To see the world…

This novel conglomerates and focuses several fascinations of mine:

Multi-dimensionality: Our physical lives unfold linearly through time and space (like pages in a paper book to be read from front to back). Birth, life, death. Preface, chapters, epilogue. But, our minds think in multiple dimensions (like applications on a computer or posts on a website, to be accessed at random). Present experience, past memories, future aspirations. Reality, perception, imagination. The lines blur.

Truth in the eyes of the writer and reader: All writing is biased because it is written from one individual’s perspective and read from another’s. What experiences did the writer choose to include, to omit, to spin?
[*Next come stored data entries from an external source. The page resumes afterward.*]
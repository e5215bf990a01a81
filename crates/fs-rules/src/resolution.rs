use serde::Serialize;

use crate::schema::{Rule, RuleKind, PERMISSION_MASK};

/// The metadata assigned to one path after looking it up in a rule table.
#[derive(Debug, Clone, Serialize, PartialEq, Eq)]
pub struct Resolution {
    pub uid: u32,
    pub gid: u32,
    /// Base mode with its low 12 bits replaced by the rule's mode.
    pub mode: u32,
    /// The rule that produced this result; `None` when nothing matched.
    pub matched: Option<MatchedRule>,
}

/// Identifies the rule a [`Resolution`] came from.
#[derive(Debug, Clone, Serialize, PartialEq, Eq)]
pub struct MatchedRule {
    pub kind: RuleKind,
    /// Position within the directory or file sequence.
    pub index: usize,
    pub prefix: String,
}

impl Resolution {
    /// The result for a path no rule covers: root ownership and the base mode
    /// left untouched.
    pub fn unmatched(base_mode: u32) -> Self {
        Self {
            uid: 0,
            gid: 0,
            mode: base_mode,
            matched: None,
        }
    }

    /// The result for a path covered by `rule`.
    pub fn from_rule(kind: RuleKind, index: usize, rule: &Rule, base_mode: u32) -> Self {
        Self {
            uid: rule.uid,
            gid: rule.gid,
            mode: merge_mode(base_mode, rule.mode),
            matched: Some(MatchedRule {
                kind,
                index,
                prefix: rule.prefix.clone(),
            }),
        }
    }

    pub fn is_match(&self) -> bool {
        self.matched.is_some()
    }

    /// The permission and special bits only, as printed in octal.
    pub fn permission_bits(&self) -> u32 {
        self.mode & PERMISSION_MASK
    }
}

/// Replace the low 12 bits of `base` with `rule_mode`, keeping file-type and
/// any other high bits.
pub fn merge_mode(base: u32, rule_mode: u32) -> u32 {
    (base & !PERMISSION_MASK) | (rule_mode & PERMISSION_MASK)
}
How did the reader choose to interpret them, based on their own experiences? Autobiographical fiction; fictional autobiography. In life, as in a work of fiction, where does reality end and the story begin?

Intertextuality: Any written work reflects and culminates every story, every word, the writer has ever read. We cannot separate our own experiences from those we have experienced through the words and images of others. Subtle references to other works of literature or popular culture add layers of meaning.

The Internet as a new multimodal compositional medium: As a compositional medium, a website enables the addition of images, music and video to enhance the reader’s experience. It also allows for the inclusion of contextual details in an ever-expanding web of information.

The novel, and this website, explores these concepts.

Notes:

The sub-title of this post “To see the world…” references the poem “Auguries of Innocence” by William Blake, which speaks to multi-dimensionality. It begins:

To see a world in a grain of sand
And a heaven in a wild flower,
Hold infinity in the palm of your hand,
And eternity in an hour.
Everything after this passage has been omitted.